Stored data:
+ + +

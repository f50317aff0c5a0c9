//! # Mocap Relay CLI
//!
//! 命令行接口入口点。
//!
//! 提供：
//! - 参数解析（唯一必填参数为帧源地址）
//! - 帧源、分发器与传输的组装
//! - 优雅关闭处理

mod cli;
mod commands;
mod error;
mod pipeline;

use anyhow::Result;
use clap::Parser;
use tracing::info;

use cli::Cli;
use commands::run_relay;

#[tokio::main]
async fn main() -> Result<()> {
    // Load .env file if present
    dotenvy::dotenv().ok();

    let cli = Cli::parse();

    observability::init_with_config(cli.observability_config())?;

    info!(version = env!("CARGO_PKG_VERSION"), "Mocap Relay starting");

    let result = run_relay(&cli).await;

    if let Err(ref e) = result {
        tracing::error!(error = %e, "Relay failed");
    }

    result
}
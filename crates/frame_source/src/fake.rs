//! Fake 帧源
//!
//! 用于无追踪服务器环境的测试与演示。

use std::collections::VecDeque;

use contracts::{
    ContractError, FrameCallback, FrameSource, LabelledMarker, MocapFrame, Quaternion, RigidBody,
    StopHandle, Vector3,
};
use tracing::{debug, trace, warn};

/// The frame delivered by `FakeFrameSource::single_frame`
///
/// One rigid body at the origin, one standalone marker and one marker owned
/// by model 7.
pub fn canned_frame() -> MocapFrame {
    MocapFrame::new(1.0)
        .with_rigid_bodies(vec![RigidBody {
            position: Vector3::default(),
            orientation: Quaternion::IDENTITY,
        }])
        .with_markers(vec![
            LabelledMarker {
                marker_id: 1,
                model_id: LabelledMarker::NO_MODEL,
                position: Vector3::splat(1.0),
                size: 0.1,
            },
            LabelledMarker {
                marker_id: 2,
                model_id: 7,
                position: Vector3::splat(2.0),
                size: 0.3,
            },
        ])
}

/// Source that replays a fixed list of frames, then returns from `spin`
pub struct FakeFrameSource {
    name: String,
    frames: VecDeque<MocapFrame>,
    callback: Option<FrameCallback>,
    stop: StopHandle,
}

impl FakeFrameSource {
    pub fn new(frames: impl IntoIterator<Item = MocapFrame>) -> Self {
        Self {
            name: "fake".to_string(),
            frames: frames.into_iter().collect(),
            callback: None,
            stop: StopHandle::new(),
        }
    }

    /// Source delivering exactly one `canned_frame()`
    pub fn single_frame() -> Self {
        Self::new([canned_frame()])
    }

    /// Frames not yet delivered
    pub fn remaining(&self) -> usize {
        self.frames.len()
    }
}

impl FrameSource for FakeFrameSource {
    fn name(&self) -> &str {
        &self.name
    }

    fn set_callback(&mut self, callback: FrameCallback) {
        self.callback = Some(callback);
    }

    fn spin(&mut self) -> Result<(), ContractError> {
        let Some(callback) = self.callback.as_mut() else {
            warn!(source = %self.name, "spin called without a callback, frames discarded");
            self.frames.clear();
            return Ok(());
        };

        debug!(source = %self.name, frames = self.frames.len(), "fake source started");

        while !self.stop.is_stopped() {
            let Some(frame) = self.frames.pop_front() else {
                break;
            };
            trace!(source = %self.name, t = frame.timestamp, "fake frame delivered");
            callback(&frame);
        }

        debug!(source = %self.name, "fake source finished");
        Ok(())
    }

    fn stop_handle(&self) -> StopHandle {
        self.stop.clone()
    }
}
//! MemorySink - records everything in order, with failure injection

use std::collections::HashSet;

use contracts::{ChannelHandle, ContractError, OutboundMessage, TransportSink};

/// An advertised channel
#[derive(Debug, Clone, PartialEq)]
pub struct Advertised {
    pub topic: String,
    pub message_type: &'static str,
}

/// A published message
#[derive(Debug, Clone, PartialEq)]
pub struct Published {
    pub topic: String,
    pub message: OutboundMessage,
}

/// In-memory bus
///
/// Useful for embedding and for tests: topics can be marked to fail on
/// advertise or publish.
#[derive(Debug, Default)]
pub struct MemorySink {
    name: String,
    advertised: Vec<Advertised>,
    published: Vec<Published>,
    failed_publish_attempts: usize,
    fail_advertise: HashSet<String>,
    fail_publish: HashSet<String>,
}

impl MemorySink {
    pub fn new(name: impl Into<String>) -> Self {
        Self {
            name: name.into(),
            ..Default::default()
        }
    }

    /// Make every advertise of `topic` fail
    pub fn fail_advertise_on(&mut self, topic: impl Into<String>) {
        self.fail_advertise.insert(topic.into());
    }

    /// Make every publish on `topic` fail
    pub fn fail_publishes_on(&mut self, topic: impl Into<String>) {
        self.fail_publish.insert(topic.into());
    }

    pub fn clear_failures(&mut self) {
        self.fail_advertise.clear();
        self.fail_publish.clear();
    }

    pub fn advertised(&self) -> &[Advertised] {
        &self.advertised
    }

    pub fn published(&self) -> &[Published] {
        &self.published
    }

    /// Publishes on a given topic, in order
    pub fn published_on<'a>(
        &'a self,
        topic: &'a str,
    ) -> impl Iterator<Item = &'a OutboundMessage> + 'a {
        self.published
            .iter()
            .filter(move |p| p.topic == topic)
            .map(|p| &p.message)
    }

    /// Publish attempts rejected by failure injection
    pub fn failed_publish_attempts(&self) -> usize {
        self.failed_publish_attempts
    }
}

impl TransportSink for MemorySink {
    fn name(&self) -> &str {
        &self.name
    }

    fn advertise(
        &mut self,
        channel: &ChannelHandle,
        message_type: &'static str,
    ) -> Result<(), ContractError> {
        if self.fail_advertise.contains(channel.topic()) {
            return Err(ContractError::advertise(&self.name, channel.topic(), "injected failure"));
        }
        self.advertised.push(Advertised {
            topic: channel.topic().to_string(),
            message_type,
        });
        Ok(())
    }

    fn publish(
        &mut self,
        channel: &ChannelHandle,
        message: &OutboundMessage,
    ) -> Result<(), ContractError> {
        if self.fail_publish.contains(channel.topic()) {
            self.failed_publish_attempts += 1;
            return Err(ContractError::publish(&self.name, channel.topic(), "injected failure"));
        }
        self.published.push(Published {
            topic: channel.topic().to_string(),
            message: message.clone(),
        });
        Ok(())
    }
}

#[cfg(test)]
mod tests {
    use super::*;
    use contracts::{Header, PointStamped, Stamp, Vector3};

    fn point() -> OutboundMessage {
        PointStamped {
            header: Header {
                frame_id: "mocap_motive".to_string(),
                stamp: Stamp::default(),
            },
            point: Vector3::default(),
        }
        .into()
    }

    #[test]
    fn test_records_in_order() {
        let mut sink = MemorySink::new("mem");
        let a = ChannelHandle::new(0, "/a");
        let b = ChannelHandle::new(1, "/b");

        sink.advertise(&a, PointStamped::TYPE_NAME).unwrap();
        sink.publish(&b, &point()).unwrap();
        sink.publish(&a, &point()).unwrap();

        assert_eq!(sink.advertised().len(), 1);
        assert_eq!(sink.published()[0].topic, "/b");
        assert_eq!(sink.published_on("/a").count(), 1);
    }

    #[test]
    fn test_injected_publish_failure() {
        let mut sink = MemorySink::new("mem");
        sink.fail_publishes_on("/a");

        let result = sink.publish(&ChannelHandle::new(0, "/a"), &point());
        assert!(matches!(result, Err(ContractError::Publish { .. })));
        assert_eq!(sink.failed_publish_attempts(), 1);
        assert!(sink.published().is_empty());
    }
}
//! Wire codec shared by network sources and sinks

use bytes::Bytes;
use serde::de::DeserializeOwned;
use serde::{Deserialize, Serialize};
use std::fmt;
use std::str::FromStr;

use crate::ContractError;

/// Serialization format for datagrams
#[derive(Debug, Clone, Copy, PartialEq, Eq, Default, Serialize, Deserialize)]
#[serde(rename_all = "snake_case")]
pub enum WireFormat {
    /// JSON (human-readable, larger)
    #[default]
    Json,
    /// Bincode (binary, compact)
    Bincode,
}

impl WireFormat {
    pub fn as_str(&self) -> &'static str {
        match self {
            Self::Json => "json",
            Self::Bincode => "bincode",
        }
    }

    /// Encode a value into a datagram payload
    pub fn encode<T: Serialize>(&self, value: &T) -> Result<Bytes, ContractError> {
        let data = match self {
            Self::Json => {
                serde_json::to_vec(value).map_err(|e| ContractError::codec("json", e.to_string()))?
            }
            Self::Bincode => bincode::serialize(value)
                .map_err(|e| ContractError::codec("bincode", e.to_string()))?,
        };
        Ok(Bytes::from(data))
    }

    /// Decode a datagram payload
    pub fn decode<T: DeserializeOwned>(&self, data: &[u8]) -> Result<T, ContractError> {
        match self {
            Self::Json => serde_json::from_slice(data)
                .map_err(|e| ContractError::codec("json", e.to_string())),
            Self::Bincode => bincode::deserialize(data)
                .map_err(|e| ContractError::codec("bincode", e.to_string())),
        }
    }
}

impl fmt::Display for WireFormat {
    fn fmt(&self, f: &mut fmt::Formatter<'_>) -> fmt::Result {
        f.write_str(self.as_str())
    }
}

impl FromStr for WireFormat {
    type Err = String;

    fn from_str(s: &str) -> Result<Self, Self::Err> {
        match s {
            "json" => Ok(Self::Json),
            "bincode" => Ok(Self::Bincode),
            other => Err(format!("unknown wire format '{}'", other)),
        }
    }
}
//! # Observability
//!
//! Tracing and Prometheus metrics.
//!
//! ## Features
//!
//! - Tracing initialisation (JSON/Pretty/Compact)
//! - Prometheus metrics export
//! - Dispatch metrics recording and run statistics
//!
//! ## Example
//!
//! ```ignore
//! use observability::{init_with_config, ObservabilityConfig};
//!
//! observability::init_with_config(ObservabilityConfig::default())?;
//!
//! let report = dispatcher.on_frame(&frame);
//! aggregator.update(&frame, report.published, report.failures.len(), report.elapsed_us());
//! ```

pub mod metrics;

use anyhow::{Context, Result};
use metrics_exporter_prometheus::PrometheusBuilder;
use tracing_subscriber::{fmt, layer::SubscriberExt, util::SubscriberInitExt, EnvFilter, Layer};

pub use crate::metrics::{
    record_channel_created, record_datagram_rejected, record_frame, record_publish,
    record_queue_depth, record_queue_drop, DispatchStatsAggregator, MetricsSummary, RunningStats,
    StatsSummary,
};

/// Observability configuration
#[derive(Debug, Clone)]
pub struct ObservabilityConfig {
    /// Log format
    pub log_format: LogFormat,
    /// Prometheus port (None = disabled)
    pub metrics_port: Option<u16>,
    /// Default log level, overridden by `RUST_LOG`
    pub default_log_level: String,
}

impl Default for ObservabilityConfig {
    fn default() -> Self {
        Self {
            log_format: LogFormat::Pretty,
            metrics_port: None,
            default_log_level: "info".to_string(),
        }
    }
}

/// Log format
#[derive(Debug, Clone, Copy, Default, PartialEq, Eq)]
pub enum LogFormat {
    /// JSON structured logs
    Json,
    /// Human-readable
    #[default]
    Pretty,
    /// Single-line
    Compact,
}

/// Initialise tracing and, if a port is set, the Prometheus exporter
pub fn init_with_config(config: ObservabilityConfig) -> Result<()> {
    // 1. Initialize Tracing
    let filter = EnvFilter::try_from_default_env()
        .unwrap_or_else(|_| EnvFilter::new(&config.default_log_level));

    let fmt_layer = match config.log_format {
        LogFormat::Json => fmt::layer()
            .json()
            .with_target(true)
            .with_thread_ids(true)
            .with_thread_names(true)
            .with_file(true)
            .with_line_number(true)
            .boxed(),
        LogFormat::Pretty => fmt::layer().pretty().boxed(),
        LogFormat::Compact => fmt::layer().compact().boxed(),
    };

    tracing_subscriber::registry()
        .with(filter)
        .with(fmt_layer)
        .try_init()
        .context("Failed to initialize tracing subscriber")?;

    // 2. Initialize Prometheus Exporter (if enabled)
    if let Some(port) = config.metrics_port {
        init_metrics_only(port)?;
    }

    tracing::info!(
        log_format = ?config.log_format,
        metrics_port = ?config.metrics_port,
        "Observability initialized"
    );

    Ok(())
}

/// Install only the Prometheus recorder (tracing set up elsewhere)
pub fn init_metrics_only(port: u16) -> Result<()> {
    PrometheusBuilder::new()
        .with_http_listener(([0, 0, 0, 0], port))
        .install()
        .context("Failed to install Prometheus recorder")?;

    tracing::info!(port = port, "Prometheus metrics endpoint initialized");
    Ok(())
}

+ + +

— Instructions for the task —
Lines that contain "None" should be pulled from the entries above and reported.

— Output of the exercise —
            callback: None,
    /// Prometheus port (None = disabled)
            metrics_port: None,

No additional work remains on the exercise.